New York State is not immune from the same sort of election nightmare that plagued Florida last fall, state Attorney General Eliot L. Spitzer said Monday as he called for a range of new steps to modernize the way people vote.
Among the proposals by the Democrat is upgrading the 22,000 lever-type machines that most New Yorkers have used for more than four decades. Among the newer technologies under consideration are electronic devices that allow voters to cast their ballots on a computer screen. But it would not be cheap: It could cost well more than $100 million to replace the aging workhorses.

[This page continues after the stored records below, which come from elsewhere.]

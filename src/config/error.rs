#[derive(Debug, thiserror::Error)]
pub enum ConfigError {
    #[error("failed to read config {path}: {source}")]
    Read {
        path: String,
        #[source]
        source: std::io::Error,
    },
    #[error("invalid config yaml in {path}: {source}")]
    Parse {
        path: String,
        #[source]
        source: serde_yaml::Error,
    },
    #[error("invalid settings: {0}")]
    Settings(String),
    #[error("HOME is not set; set BUNDLEFS_CONFIG to the config file path")]
    HomeDirectoryUnavailable,
}
use bundlefs::paths::{
    normalize_lexical, resolve_path, validate_write_path, AccessError, Roots, VariableContext,
    BUNDLE_ROOT, CORE_ROOT, PROJECT_ROOT,
};
use bundlefs::shared::ids::BundleId;
use proptest::prelude::*;
use std::sync::Arc;
use std::thread;

fn sample_roots() -> Roots {
    Roots::new("/proj", "/proj/core", "/proj/bundles", "/proj/agent-outputs").expect("roots")
}

fn bundle_context(bundle: &str) -> VariableContext {
    let bundle = BundleId::parse(bundle).expect("bundle id");
    VariableContext::for_bundle(&sample_roots(), Some(&bundle)).expect("context")
}

#[test]
fn end_to_end_core_path_resolves_but_cannot_be_written() {
    let context = VariableContext::from_pairs([
        (BUNDLE_ROOT, "/proj/bundles/x"),
        (CORE_ROOT, "/proj/core"),
        (PROJECT_ROOT, "/proj"),
    ])
    .expect("context");

    let resolved = resolve_path("{core-root}/tasks/workflow.md", &context).expect("resolve");
    assert_eq!(resolved.as_str(), "/proj/core/tasks/workflow.md");

    let err = validate_write_path(resolved.as_str(), &sample_roots()).expect_err("write denied");
    assert!(matches!(err, AccessError::SecurityViolation { .. }));
    assert!(err.to_string().starts_with("Security violation:"));
}

#[test]
fn output_root_variable_resolves_to_a_writable_path() {
    let resolved = resolve_path("{output-root}/reports/summary.md", &bundle_context("x"))
        .expect("resolve");
    let accepted = validate_write_path(resolved.as_str(), &sample_roots()).expect("writable");
    assert_eq!(accepted.as_str(), "/proj/agent-outputs/reports/summary.md");
}

#[test]
fn bundles_resolve_the_same_expression_independently() {
    let expression = "{bundle-root}/workflows/intake/workflow.yaml";
    let bmm = resolve_path(expression, &bundle_context("bmm")).expect("bmm");
    let cis = resolve_path(expression, &bundle_context("cis")).expect("cis");

    assert_ne!(bmm, cis);
    assert!(bmm.as_str().contains("/bmm/"));
    assert!(cis.as_str().contains("/cis/"));
}

#[test]
fn no_bundle_context_points_at_bundles_root() {
    let context = VariableContext::for_bundle(&sample_roots(), None).expect("context");
    let resolved = resolve_path("{bundle-root}", &context).expect("resolve");
    assert_eq!(resolved.as_str(), "/proj/bundles");
}

#[test]
fn unknown_variable_is_named_in_the_error() {
    let err = resolve_path("{bundle-root}/{docs-root}/a.md", &bundle_context("x"))
        .expect_err("unknown");
    assert!(err.to_string().contains("{docs-root}"), "{err}");
    assert!(!err.is_security_violation());
}

#[test]
fn backslash_parent_segment_is_traversal() {
    let err = resolve_path("{bundle-root}\\..\\..\\etc\\passwd", &bundle_context("x"))
        .expect_err("traversal");
    assert!(matches!(err, AccessError::PathTraversal { .. }));
}

#[test]
fn concurrent_resolution_shares_one_context() {
    let context = Arc::new(bundle_context("x"));
    let handles: Vec<_> = (0..8)
        .map(|i| {
            let context = Arc::clone(&context);
            thread::spawn(move || {
                resolve_path(&format!("{{bundle-root}}/agents/a{i}.md"), &context)
                    .expect("resolve")
                    .to_string()
            })
        })
        .collect();

    for (i, handle) in handles.into_iter().enumerate() {
        assert_eq!(
            handle.join().expect("join"),
            format!("/proj/bundles/x/agents/a{i}.md")
        );
    }
}

fn segment() -> impl Strategy<Value = String> {
    "[a-z0-9_-]{1,8}"
}

proptest! {
    #[test]
    fn expressions_without_placeholders_equal_their_normalization(
        segments in prop::collection::vec(segment(), 0..6),
        doubled in any::<bool>(),
    ) {
        let separator = if doubled { "//" } else { "/" };
        let expression = format!("/{}", segments.join(separator));
        let resolved = resolve_path(&expression, &bundle_context("x")).expect("resolve");
        prop_assert_eq!(resolved.as_str(), normalize_lexical(&expression).text);
    }

    #[test]
    fn any_parent_segment_is_rejected(
        before in prop::collection::vec(segment(), 0..4),
        after in prop::collection::vec(segment(), 0..4),
    ) {
        let mut parts = before;
        parts.push("..".to_string());
        parts.extend(after);
        let expression = format!("{{bundle-root}}/{}", parts.join("/"));
        let err = resolve_path(&expression, &bundle_context("x")).expect_err("traversal");
        let is_traversal = matches!(err, AccessError::PathTraversal { .. });
        prop_assert!(is_traversal);
    }

    #[test]
    fn resolved_bundle_paths_stay_under_the_bundle_root(
        segments in prop::collection::vec(segment(), 1..6),
    ) {
        let context = bundle_context("x");
        let root = context.get(BUNDLE_ROOT).expect("bundle root").clone();
        let resolved = resolve_path(&format!("{{bundle-root}}/{}", segments.join("/")), &context)
            .expect("resolve");
        prop_assert!(resolved.is_within(&root));
        prop_assert!(!resolved.as_str().contains(".."));
    }
}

The attorney general also proposed allowing residents to register to vote right up until Election Day -- instead of the 25 days before Election Day, which currently is law -- as a way to help improve turnout, which last November fell to 49 percent statewide.

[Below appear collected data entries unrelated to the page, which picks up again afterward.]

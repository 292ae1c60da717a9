use super::ConfigError;
use crate::definitions::DefinitionRules;
use crate::paths::{is_system_variable, CanonicalPath, Roots};
use crate::shared::ids::VariableName;
use serde::{Deserialize, Serialize};
use std::collections::BTreeMap;
use std::fs;
use std::path::{Path, PathBuf};

pub const DEFAULT_CORE_DIR: &str = "core";
pub const DEFAULT_BUNDLES_DIR: &str = "bundles";

#[derive(Debug, Clone, Deserialize, Serialize)]
#[serde(deny_unknown_fields)]
pub struct Settings {
    pub project_root: PathBuf,
    #[serde(default, skip_serializing_if = "Option::is_none")]
    pub core_root: Option<PathBuf>,
    #[serde(default, skip_serializing_if = "Option::is_none")]
    pub bundles_root: Option<PathBuf>,
    pub output_root: PathBuf,
    #[serde(default)]
    pub definitions: DefinitionRules,
    #[serde(default)]
    pub variables: BTreeMap<VariableName, PathBuf>,
}

#[derive(Debug, Clone, Copy, PartialEq, Eq)]
pub struct ValidationOptions {
    pub require_roots_exist: bool,
}

impl Default for ValidationOptions {
    fn default() -> Self {
        Self {
            require_roots_exist: true,
        }
    }
}

impl Settings {
    pub fn from_path(path: &Path) -> Result<Self, ConfigError> {
        let raw = fs::read_to_string(path).map_err(|source| ConfigError::Read {
            path: path.display().to_string(),
            source,
        })?;
        serde_yaml::from_str(&raw).map_err(|source| ConfigError::Parse {
            path: path.display().to_string(),
            source,
        })
    }

    pub fn resolved_core_root(&self) -> PathBuf {
        self.core_root
            .clone()
            .unwrap_or_else(|| self.project_root.join(DEFAULT_CORE_DIR))
    }

    pub fn resolved_bundles_root(&self) -> PathBuf {
        self.bundles_root
            .clone()
            .unwrap_or_else(|| self.project_root.join(DEFAULT_BUNDLES_DIR))
    }

    /// The four configured roots in canonical form.
    pub fn roots(&self) -> Result<Roots, ConfigError> {
        Ok(Roots {
            project_root: canonical_root("project_root", &self.project_root)?,
            core_root: canonical_root("core_root", &self.resolved_core_root())?,
            bundles_root: canonical_root("bundles_root", &self.resolved_bundles_root())?,
            output_root: canonical_root("output_root", &self.output_root)?,
        })
    }

    pub fn validate(&self, options: ValidationOptions) -> Result<(), ConfigError> {
        let roots = self.roots()?;

        if roots.project_root.is_within(&roots.output_root) {
            return Err(ConfigError::Settings(format!(
                "`output_root` `{}` must not be or contain `project_root` `{}`",
                roots.output_root, roots.project_root
            )));
        }
        for (field, read_root) in [
            ("core_root", &roots.core_root),
            ("bundles_root", &roots.bundles_root),
        ] {
            if roots.output_root.is_within(read_root) || read_root.is_within(&roots.output_root)
            {
                return Err(ConfigError::Settings(format!(
                    "`output_root` `{}` must not overlap `{field}` `{read_root}`",
                    roots.output_root
                )));
            }
        }

        for (name, path) in &self.variables {
            if is_system_variable(name.as_str()) {
                return Err(ConfigError::Settings(format!(
                    "variable `{name}` shadows a system variable"
                )));
            }
            canonical_root(&format!("variables.{name}"), path)?;
        }

        self.definitions
            .validate()
            .map_err(|err| ConfigError::Settings(format!("`definitions`: {err}")))?;

        if options.require_roots_exist && !self.project_root.is_dir() {
            return Err(ConfigError::Settings(format!(
                "`project_root` `{}` is missing or not a directory",
                self.project_root.display()
            )));
        }

        Ok(())
    }
}

fn canonical_root(field: &str, path: &Path) -> Result<CanonicalPath, ConfigError> {
    CanonicalPath::from_path(path)
        .map_err(|err| ConfigError::Settings(format!("`{field}` is invalid: {err}")))
}

#[cfg(test)]
mod tests {
    use super::*;

    fn parse(yaml: &str) -> Settings {
        serde_yaml::from_str(yaml).expect("parse settings")
    }

    #[test]
    fn optional_roots_default_under_project_root() {
        let settings = parse(
            r#"
project_root: /proj
output_root: /proj/agent-outputs
"#,
        );
        let roots = settings.roots().expect("roots");
        assert_eq!(roots.core_root.as_str(), "/proj/core");
        assert_eq!(roots.bundles_root.as_str(), "/proj/bundles");
        assert_eq!(settings.definitions, DefinitionRules::default());
    }

    #[test]
    fn roots_are_normalized() {
        let settings = parse(
            r#"
project_root: /proj//
core_root: /proj/./shared/core
output_root: /proj/out/
"#,
        );
        let roots = settings.roots().expect("roots");
        assert_eq!(roots.project_root.as_str(), "/proj");
        assert_eq!(roots.core_root.as_str(), "/proj/shared/core");
        assert_eq!(roots.output_root.as_str(), "/proj/out");
    }

    #[test]
    fn unknown_fields_are_rejected() {
        let err = serde_yaml::from_str::<Settings>(
            r#"
project_root: /proj
output_root: /proj/out
write_roots: [/tmp]
"#,
        )
        .expect_err("unknown field");
        assert!(err.to_string().contains("unknown field"));
    }
}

He also called for moving the state's primary election from September to June. The September date has long been criticized by challengers who win bitterly fought primaries and then are left cash-poor and battered in the eight weeks before the general election in November.
"Democracy is worth investing in," said Spitzer, who called on the state and federal governments to pick up the lion's share of the costs, which traditionally have been borne by local taxpayers.
Spitzer said New York should also make it easier for candidates to get on the ballot by sharply reducing the number of signatures needed to qualify for a position. For presidential candidates, qualifying for federal matching funds would earn an automatic place on the New York ballot -- an idea that would have prevented the futile but nasty legal challenge mounted by the state Republican power structure to keep Arizona Sen. John McCain off the 2000 presidential primary ballot here. McCain, in turn, backed Spitzer's package Monday.
In a written statement, McCain still smarting from attempts by Gov. George E. Pataki and other top New York Republicans to block him from the ballot last year -- said the reforms Spitzer is proposing would "ensure that New Yorkers are able to make a choice on Election Day and rid the system of the machine-style political control that was in place during the last primary election cycle."
Many of Spitzer's proposals, in fact, have been floating around the Capitol in one form or another for years, if not decades. Some of changes have not occurred because of concerns about vote fraud. But much of the state's election law has come to serve incumbents well through the years by making it more difficult for challengers.
But the vote-counting controversy in the presidential race in Florida last fall has led Republicans and Democrats in Albany to agree that the time could be ripe for voting reforms. However, questions surround how extensive such reforms would be.
At the very least, all sides seem focused on doing something about the 22,000 lever-type voting machines that, while mechanically unable to produce the uncertainty seen in Florida, are so old that the companies that produced them are out of business and that replacement parts can be difficult to find. Driving much of the interest in Albany now is that Congress, following all the uncertainty surrounding the Florida outcome, is showing signs of opening up the federal budget to help states purchase new voting machines.
"I honestly believe there will be funding coming to New York, and I believe now is the time we can do something," said State Sen. Serphin R. Maltese, R-Queens, chairman of the Senate Elections Committee.
"Timing is everything," agreed Assemblyman David S. Sidikman, a Democrat from Nassau County who is chairman of the Assembly Election Law Committee. His panel is holding four hearings this spring -- including one on March 22 in Buffalo -- to consider changes to the system of voting in New York. "Florida made us focus on what could happen. We want to avoid that kind of thing here," Sidikman said.
Government reform groups, including the League of Women Voters and the New York Public Interest Research Group, offered support for the package unveiled by Spitzer.
Indeed, while New York elections officials last fall boasted that a situation such as Florida's could never happen here, there are similarities between the two states, according to Spitzer and others calling for reforms, who pointed to a State Senate campaign in Manhattan that took longer to decide than the presidential race in Florida.
Moreover, the punch-card system so heavily criticized in Florida is in use in Westchester, Rockland, Monroe and St. Lawrence counties for those voting by absentee ballot.
Additionally, New York's law -- like Florida's -- requires absentee ballots from military personnel to be postmarked, despite the fact that many military postal facilities do not postmark letters.
Spitzer joined a growing chorus of groups pushing for ways to attract more poll watchers. Increasingly, election boards must rely on elderly poll watchers, many of whom receive little or no training. One Senate plan would increase pay for the inspectors to $250, from $130, for the 15-hour day.